Le lendemain, c’était le premier jour de l’an chinois, grande fête pour tout le monde ; on me fit passer dans une chambre haute et je fis comme tout le monde échange de politesses. La nuit on ne me mit pas aux ceps, peut-être n’était-ce là qu’une infraction que les satellites s’étaient permise ; car deux jours après, l’ordre vint de me mettre de nouveau aux entraves. Les deux satellites qui me gardaient, étaient sans doute de mes amis ; j’en entendis un en effet qui disait : « Est-il possible qu’on le mette aux entraves ! C’est un homme honnête, juste, comme on n’en trouve pas en Corée, c’est un vrai Fô qui est venu de nouveau sur la terre. » Le lendemain, les satellites en parlèrent beaucoup entre eux, on envoya même au grand juge pour lui faire des observations : « C’est pitié, lui dit-on, de mettre cet homme-là aux entraves. » Le juge répondit : « Je pense comme vous, je le prends moi aussi en pitié ; mais l’ordre est donné, je ne puis le révoquer. » Sur ces entrefaites, voilà que je suis pris d’un gros rhume, la nuit en effet je souffrais du froid ; on courut de nouveau chez le juge qui dit : « Oh ! c’est grave, s’il est malade, ne le mettez plus aux ceps ; je m’en charge, soignez-le bien. » Puis il m’envoie un grand paravent pour m’abriter ; on me donna aussi deux tasses de tisane.
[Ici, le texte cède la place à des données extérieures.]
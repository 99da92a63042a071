/// Widget sinks: the destination abstraction where widgets are persisted or
/// removed. Two variants exist, a key-prefixed S3 bucket and a DynamoDB
/// table, behind the [`WidgetSink`] trait. Both treat `save` as a full
/// overwrite of any previously stored record.
use std::collections::HashMap;
use std::future::Future;

use aws_sdk_dynamodb::types::AttributeValue;
use aws_sdk_s3::primitives::ByteStream;
use thiserror::Error;
use tracing::{debug, warn};

use crate::config::SinkConfig;
use types::utils::widget_object_key;
use types::{Widget, WidgetRef};

#[derive(Debug, Error)]
pub enum SinkError {
    #[error("failed to save widget: {0}")]
    Save(String),
    #[error("failed to probe for widget: {0}")]
    Probe(String),
    #[error("failed to delete widget: {0}")]
    Delete(String),
    #[error("widget could not be serialized: {0}")]
    Serialize(#[from] serde_json::Error),
}

pub trait WidgetSink {
    /// Persist the widget, replacing any stored record in full.
    fn save(
        &self,
        widget: &Widget,
    ) -> impl Future<Output = Result<(), SinkError>>;

    /// Remove the stored widget. An absent target is not a failure: the
    /// intent is "ensure it's gone".
    fn delete(
        &self,
        target: &WidgetRef,
    ) -> impl Future<Output = Result<(), SinkError>>;

    /// Point lookup for a stored widget.
    fn exists(
        &self,
        target: &WidgetRef,
    ) -> impl Future<Output = Result<bool, SinkError>>;
}

/// Stores each widget as a JSON object at `widgets/<owner-slug>/<widgetId>`.
pub struct BucketSink {
    client: aws_sdk_s3::Client,
    bucket: String,
}

impl BucketSink {
    pub fn new(aws_config: &aws_config::SdkConfig, bucket: String) -> Self {
        Self {
            client: aws_sdk_s3::Client::new(aws_config),
            bucket,
        }
    }
}

impl WidgetSink for BucketSink {
    async fn save(&self, widget: &Widget) -> Result<(), SinkError> {
        let key = widget_object_key(&widget.owner, &widget.widget_id);
        let body = serde_json::to_vec(widget)?;

        self.client
            .put_object()
            .bucket(&self.bucket)
            .key(&key)
            .body(ByteStream::from(body))
            .send()
            .await
            .map_err(|err| SinkError::Save(err.to_string()))?;

        debug!("stored widget '{key}' in bucket '{}'", self.bucket);

        Ok(())
    }

    async fn delete(&self, target: &WidgetRef) -> Result<(), SinkError> {
        let Some(owner) = target.owner.as_deref() else {
            warn!(
                "delete request for widget '{}' has no owner, cannot derive a storage key",
                target.widget_id
            );
            return Ok(());
        };
        let key = widget_object_key(owner, &target.widget_id);

        if !self.exists(target).await? {
            warn!(
                "widget '{key}' does not exist in bucket '{}', nothing to delete",
                self.bucket
            );
            return Ok(());
        }

        self.client
            .delete_object()
            .bucket(&self.bucket)
            .key(&key)
            .send()
            .await
            .map_err(|err| SinkError::Delete(err.to_string()))?;

        debug!("deleted widget '{key}' from bucket '{}'", self.bucket);

        Ok(())
    }

    async fn exists(&self, target: &WidgetRef) -> Result<bool, SinkError> {
        let Some(owner) = target.owner.as_deref() else {
            return Ok(false);
        };
        let key = widget_object_key(owner, &target.widget_id);

        match self
            .client
            .head_object()
            .bucket(&self.bucket)
            .key(&key)
            .send()
            .await
        {
            Ok(_) => Ok(true),
            Err(err) => {
                let err = err.into_service_error();
                if err.is_not_found() {
                    Ok(false)
                } else {
                    Err(SinkError::Probe(err.to_string()))
                }
            }
        }
    }
}

/// Stores each widget as one table item with primary key `id`, with the
/// extension attributes flattened into their own top-level columns.
pub struct TableSink {
    client: aws_sdk_dynamodb::Client,
    table: String,
}

/// Columns owned by the widget record itself. An extension attribute is not
/// allowed to shadow one of these.
const RESERVED_COLUMNS: [&str; 4] = ["id", "owner", "description", "label"];

impl TableSink {
    pub fn new(aws_config: &aws_config::SdkConfig, table: String) -> Self {
        Self {
            client: aws_sdk_dynamodb::Client::new(aws_config),
            table,
        }
    }
}

fn widget_item(widget: &Widget) -> HashMap<String, AttributeValue> {
    let mut item = HashMap::new();

    item.insert("id".to_string(), AttributeValue::S(widget.widget_id.clone()));
    item.insert("owner".to_string(), AttributeValue::S(widget.owner.clone()));

    if let Some(description) = &widget.description {
        item.insert(
            "description".to_string(),
            AttributeValue::S(description.clone()),
        );
    }
    if let Some(label) = &widget.label {
        item.insert("label".to_string(), AttributeValue::S(label.clone()));
    }

    for attribute in widget.other_attributes.iter().flatten() {
        if RESERVED_COLUMNS.contains(&attribute.name.as_str()) {
            warn!(
                "extension attribute '{}' collides with a reserved column, dropping it",
                attribute.name
            );
            continue;
        }
        item.insert(
            attribute.name.clone(),
            AttributeValue::S(attribute.value.clone()),
        );
    }

    item
}

impl WidgetSink for TableSink {
    async fn save(&self, widget: &Widget) -> Result<(), SinkError> {
        // PutItem replaces the whole item, which is exactly the full
        // overwrite the save contract requires.
        self.client
            .put_item()
            .table_name(&self.table)
            .set_item(Some(widget_item(widget)))
            .send()
            .await
            .map_err(|err| SinkError::Save(err.to_string()))?;

        debug!(
            "stored widget '{}' in table '{}'",
            widget.widget_id, self.table
        );

        Ok(())
    }

    async fn delete(&self, target: &WidgetRef) -> Result<(), SinkError> {
        if !self.exists(target).await? {
            warn!(
                "widget '{}' does not exist in table '{}', nothing to delete",
                target.widget_id, self.table
            );
            return Ok(());
        }

        self.client
            .delete_item()
            .table_name(&self.table)
            .key("id", AttributeValue::S(target.widget_id.clone()))
            .send()
            .await
            .map_err(|err| SinkError::Delete(err.to_string()))?;

        debug!(
            "deleted widget '{}' from table '{}'",
            target.widget_id, self.table
        );

        Ok(())
    }

    async fn exists(&self, target: &WidgetRef) -> Result<bool, SinkError> {
        let response = self
            .client
            .get_item()
            .table_name(&self.table)
            .key("id", AttributeValue::S(target.widget_id.clone()))
            .send()
            .await
            .map_err(|err| SinkError::Probe(err.to_string()))?;

        Ok(response.item.is_some())
    }
}

/// The active sink variant for this run, dispatching to whichever backend
/// the configuration selected.
pub enum AnyWidgetSink {
    Bucket(BucketSink),
    Table(TableSink),
}

impl AnyWidgetSink {
    pub fn from_config(
        config: &SinkConfig,
        aws_config: &aws_config::SdkConfig,
    ) -> Self {
        match config {
            SinkConfig::Bucket(bucket) => {
                Self::Bucket(BucketSink::new(aws_config, bucket.clone()))
            }
            SinkConfig::Table(table) => {
                Self::Table(TableSink::new(aws_config, table.clone()))
            }
        }
    }
}

impl WidgetSink for AnyWidgetSink {
    async fn save(&self, widget: &Widget) -> Result<(), SinkError> {
        match self {
            Self::Bucket(sink) => sink.save(widget).await,
            Self::Table(sink) => sink.save(widget).await,
        }
    }

    async fn delete(&self, target: &WidgetRef) -> Result<(), SinkError> {
        match self {
            Self::Bucket(sink) => sink.delete(target).await,
            Self::Table(sink) => sink.delete(target).await,
        }
    }

    async fn exists(&self, target: &WidgetRef) -> Result<bool, SinkError> {
        match self {
            Self::Bucket(sink) => sink.exists(target).await,
            Self::Table(sink) => sink.exists(target).await,
        }
    }
}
J’étais vraiment touché de toutes ces prévenances et je ne savais qu’en penser. Le chef des satellites me donna même 12 sapèques, à peu près 3 sous, pour acheter un peu de bois, afin de chauffer la chambre ; quand je voulus les donner, les satellites s’y refusèrent et payèrent eux-mêmes le chauffage. L’un me donna 5 sapèques pour acheter du tabac ; un autre, un petit peigne, dont j’avais grand besoin. Déjà j’étais devenu l’ami de tous, ils ne tarissaient pas lorsque entre eux ils faisaient mon éloge : « Comme il est doux, simple, poli, affable, juste ! » Et les anciens disaient : « Mais ils sont tous ainsi, l’évêque Berneux, Daveluy et les autres Pères, que nous avons vus, étaient tous ainsi ; ces Européens sont vraiment vertueux, ce n’est pas comme nous, Coréens ; au lieu de le mettre à mort, on ferait bien mieux de le renvoyer dans son pays ; ce sont plutôt ces coquins qui vont les chercher qu’il faudrait tous tuer ; sans eux certainement ils ne pourraient pas entrer dans le pays. »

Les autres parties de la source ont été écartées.